PROBLEM STATEMENT. Copy each line from the listing below where the word "without" shows up.

----- DATA TO EXAMINE -----

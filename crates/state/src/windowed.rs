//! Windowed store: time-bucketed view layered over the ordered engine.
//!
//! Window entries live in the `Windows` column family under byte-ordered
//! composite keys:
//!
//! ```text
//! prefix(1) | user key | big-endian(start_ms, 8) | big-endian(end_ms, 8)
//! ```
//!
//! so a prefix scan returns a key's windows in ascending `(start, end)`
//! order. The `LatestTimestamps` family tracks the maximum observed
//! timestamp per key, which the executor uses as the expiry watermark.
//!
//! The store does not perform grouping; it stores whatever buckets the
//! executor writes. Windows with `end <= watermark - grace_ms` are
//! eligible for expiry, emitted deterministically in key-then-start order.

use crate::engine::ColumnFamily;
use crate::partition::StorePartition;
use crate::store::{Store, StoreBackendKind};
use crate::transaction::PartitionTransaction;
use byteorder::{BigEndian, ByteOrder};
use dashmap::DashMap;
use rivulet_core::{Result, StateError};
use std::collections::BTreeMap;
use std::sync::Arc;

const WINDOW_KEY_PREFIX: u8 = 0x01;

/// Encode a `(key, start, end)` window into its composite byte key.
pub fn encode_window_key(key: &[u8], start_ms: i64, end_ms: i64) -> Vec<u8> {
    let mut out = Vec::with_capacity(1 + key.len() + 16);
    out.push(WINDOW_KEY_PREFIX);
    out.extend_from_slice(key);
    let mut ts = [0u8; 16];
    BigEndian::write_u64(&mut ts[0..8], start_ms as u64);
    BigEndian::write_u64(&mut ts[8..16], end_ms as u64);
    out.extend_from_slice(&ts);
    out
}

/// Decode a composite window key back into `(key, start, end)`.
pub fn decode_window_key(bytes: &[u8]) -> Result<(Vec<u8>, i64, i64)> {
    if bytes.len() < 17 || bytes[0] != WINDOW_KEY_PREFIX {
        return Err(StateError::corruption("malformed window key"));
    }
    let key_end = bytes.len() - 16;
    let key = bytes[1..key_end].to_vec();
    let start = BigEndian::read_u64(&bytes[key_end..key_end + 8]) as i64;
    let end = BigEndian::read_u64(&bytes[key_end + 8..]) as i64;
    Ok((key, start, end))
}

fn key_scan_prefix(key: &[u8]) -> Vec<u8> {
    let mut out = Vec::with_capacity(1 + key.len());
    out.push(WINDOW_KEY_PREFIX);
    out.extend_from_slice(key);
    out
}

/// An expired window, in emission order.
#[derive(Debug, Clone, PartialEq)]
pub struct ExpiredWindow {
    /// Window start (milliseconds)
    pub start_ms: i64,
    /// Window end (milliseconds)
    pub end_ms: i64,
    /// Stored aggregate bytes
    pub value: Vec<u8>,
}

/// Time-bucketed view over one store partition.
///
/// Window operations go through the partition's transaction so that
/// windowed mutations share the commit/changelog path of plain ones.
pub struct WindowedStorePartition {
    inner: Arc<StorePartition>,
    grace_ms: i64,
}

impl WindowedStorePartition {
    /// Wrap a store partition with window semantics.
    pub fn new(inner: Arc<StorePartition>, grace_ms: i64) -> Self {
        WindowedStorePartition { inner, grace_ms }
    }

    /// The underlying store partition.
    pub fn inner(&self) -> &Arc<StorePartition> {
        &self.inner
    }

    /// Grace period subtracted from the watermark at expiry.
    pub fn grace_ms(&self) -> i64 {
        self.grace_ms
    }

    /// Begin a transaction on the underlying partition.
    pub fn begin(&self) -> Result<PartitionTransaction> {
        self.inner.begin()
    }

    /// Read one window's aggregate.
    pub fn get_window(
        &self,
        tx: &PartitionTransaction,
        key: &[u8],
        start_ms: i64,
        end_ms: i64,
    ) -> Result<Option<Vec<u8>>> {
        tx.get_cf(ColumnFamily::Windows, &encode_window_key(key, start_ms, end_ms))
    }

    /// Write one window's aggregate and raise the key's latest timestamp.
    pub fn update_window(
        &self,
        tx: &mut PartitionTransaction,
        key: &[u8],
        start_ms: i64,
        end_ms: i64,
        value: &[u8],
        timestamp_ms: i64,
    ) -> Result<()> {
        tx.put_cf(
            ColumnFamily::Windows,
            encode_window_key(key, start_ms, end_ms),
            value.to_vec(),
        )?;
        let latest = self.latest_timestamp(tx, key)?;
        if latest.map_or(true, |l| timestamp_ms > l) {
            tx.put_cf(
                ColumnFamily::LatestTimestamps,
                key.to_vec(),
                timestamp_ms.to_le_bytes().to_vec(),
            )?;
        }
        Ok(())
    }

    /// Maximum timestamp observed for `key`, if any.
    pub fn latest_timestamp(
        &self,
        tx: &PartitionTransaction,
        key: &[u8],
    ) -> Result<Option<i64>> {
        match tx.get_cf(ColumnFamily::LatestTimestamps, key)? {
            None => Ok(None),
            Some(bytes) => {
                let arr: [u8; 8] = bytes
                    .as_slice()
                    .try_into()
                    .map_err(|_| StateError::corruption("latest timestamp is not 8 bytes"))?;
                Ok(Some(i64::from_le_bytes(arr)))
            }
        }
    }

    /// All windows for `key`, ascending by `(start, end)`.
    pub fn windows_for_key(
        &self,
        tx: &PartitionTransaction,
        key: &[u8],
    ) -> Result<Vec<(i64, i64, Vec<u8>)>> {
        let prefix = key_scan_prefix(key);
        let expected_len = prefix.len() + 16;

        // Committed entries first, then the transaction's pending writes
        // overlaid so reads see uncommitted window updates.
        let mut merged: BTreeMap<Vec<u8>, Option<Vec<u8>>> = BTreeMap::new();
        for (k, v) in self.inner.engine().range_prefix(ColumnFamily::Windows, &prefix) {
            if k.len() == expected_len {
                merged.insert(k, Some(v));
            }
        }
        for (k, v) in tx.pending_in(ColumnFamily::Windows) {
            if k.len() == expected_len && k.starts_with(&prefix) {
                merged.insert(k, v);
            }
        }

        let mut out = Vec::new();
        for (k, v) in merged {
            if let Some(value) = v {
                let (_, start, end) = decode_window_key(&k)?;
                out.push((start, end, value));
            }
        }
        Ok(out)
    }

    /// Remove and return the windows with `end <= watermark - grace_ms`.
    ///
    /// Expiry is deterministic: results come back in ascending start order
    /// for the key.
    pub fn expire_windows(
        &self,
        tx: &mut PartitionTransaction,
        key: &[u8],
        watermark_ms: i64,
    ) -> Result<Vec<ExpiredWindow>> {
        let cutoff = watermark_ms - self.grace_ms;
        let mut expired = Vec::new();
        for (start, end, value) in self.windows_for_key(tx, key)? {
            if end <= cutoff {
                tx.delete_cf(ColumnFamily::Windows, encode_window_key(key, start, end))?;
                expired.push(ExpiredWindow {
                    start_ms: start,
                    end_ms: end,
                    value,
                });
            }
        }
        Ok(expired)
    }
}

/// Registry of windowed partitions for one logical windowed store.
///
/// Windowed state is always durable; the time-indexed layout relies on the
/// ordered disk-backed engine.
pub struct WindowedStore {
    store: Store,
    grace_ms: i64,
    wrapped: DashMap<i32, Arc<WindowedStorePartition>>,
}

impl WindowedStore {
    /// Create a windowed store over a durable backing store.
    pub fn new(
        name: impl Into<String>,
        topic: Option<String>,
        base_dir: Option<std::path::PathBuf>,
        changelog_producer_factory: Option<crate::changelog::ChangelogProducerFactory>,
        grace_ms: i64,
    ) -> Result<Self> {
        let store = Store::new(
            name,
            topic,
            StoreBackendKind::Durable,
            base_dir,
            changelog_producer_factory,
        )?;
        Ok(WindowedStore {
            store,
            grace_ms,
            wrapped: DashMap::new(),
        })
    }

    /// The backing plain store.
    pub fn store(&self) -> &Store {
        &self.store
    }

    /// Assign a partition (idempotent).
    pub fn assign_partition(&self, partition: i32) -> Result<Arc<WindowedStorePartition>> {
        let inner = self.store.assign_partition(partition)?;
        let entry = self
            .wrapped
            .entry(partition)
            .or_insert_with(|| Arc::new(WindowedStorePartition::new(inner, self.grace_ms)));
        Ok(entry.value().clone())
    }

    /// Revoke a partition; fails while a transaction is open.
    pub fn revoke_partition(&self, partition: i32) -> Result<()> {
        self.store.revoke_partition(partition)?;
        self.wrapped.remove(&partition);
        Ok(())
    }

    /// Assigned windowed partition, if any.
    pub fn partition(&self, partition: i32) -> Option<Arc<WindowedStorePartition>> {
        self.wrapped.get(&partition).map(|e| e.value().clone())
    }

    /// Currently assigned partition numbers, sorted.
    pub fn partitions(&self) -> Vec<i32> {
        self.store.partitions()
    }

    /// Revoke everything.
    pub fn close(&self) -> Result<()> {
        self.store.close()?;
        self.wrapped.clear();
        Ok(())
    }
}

-----
----- DATA TO EXAMINE -----

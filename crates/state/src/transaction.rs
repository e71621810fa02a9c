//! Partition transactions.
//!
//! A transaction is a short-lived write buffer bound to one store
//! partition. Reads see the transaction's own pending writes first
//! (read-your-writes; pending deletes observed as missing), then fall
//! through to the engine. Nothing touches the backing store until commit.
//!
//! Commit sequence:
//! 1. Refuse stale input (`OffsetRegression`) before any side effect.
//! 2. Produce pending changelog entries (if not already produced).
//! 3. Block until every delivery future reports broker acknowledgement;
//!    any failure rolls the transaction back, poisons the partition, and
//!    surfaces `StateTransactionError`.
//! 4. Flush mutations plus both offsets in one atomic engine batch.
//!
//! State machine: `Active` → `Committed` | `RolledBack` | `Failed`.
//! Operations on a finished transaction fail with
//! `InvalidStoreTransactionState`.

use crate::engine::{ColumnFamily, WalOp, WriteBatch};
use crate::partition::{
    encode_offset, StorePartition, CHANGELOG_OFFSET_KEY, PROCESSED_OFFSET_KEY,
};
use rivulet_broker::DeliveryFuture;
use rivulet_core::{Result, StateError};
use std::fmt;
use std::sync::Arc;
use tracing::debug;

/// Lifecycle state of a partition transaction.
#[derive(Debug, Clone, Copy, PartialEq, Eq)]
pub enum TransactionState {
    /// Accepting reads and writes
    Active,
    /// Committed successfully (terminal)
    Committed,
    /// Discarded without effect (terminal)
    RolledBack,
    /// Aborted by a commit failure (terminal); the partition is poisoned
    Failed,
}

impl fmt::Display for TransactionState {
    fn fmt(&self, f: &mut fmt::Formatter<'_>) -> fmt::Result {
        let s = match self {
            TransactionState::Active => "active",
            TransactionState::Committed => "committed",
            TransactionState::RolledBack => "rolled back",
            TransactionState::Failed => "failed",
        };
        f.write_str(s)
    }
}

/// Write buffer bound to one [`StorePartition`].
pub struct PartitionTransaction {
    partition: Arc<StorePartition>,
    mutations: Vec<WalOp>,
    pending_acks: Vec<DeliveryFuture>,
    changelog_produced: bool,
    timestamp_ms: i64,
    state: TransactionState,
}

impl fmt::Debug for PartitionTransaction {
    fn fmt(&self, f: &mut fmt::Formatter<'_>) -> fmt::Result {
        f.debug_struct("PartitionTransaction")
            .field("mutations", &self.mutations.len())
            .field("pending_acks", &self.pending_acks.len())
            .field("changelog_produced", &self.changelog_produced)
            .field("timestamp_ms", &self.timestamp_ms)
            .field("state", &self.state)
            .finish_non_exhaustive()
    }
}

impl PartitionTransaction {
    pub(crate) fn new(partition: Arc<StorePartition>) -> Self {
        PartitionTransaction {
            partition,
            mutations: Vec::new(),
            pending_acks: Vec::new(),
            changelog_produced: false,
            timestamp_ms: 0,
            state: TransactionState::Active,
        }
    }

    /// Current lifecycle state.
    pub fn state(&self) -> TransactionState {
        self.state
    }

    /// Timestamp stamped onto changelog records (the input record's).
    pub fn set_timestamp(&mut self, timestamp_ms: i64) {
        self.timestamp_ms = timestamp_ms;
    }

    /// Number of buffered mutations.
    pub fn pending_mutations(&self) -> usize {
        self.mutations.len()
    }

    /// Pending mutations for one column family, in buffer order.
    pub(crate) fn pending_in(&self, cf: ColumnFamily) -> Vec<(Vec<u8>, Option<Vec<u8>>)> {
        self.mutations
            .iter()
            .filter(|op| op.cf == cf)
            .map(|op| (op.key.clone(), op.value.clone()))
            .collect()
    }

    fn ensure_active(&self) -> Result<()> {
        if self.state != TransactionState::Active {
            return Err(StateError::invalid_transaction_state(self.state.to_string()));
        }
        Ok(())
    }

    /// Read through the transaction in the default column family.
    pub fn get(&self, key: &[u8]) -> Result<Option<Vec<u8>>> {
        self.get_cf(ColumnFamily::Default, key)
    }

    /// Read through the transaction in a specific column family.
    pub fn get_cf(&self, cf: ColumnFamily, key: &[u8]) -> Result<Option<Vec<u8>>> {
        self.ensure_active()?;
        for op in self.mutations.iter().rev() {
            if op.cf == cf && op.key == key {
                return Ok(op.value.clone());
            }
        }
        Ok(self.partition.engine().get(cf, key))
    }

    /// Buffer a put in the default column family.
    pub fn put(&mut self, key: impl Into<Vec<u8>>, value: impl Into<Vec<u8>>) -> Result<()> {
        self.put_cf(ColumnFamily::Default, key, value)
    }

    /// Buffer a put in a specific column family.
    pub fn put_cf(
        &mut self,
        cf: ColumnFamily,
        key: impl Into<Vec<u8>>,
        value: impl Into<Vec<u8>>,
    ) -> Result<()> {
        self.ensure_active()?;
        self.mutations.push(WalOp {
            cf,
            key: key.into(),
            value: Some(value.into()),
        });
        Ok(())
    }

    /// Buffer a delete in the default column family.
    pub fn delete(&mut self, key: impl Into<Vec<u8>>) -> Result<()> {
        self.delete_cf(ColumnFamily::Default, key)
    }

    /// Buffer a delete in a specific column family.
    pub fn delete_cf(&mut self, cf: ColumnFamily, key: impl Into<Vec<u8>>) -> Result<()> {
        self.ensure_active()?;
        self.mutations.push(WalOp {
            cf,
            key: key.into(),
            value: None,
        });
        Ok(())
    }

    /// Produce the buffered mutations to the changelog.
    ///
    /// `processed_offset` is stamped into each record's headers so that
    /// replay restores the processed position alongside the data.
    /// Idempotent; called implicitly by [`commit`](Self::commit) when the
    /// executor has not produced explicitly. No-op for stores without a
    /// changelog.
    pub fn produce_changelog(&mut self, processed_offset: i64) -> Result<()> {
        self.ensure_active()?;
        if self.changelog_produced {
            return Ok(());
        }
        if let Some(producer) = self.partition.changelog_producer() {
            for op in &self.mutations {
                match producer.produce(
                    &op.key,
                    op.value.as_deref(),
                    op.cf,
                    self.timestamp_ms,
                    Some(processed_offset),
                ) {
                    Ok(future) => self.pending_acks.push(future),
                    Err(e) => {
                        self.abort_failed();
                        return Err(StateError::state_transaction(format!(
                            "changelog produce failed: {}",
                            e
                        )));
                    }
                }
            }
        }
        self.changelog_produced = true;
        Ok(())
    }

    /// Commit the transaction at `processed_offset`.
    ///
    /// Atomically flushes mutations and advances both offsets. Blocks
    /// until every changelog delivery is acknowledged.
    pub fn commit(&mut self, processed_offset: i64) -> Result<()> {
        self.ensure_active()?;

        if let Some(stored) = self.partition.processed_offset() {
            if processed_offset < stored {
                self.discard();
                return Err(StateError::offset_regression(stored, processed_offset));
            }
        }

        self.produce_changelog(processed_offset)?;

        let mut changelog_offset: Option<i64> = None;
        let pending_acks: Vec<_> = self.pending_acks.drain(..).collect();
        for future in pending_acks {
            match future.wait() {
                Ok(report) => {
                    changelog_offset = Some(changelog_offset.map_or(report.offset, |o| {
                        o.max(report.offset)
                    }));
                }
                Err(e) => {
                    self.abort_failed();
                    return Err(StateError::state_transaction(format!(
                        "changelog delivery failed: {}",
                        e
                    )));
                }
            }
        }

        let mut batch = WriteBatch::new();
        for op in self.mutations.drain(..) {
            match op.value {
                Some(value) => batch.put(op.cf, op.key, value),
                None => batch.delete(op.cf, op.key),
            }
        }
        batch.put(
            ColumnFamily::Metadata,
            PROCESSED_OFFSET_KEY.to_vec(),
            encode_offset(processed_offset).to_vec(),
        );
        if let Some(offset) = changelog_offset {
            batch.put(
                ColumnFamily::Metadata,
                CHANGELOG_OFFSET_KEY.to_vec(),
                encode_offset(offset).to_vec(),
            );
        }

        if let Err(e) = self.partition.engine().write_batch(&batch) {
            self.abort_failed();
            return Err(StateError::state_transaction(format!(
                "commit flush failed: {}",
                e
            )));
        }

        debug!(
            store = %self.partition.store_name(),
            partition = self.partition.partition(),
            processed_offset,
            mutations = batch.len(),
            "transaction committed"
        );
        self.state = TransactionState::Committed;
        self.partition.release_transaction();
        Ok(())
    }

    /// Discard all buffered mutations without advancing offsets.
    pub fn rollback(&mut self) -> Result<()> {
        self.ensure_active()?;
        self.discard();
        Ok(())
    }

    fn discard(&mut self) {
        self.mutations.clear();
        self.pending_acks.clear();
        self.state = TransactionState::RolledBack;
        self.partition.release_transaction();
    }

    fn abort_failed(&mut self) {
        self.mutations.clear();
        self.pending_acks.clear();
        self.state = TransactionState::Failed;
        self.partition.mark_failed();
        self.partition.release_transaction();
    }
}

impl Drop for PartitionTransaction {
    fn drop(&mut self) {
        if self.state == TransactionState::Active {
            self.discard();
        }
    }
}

-----

OUTPUT FOR THIS EXERCISE.
    /// Discarded without effect (terminal)
    /// executor has not produced explicitly. No-op for stores without a
    /// Discard all buffered mutations without advancing offsets.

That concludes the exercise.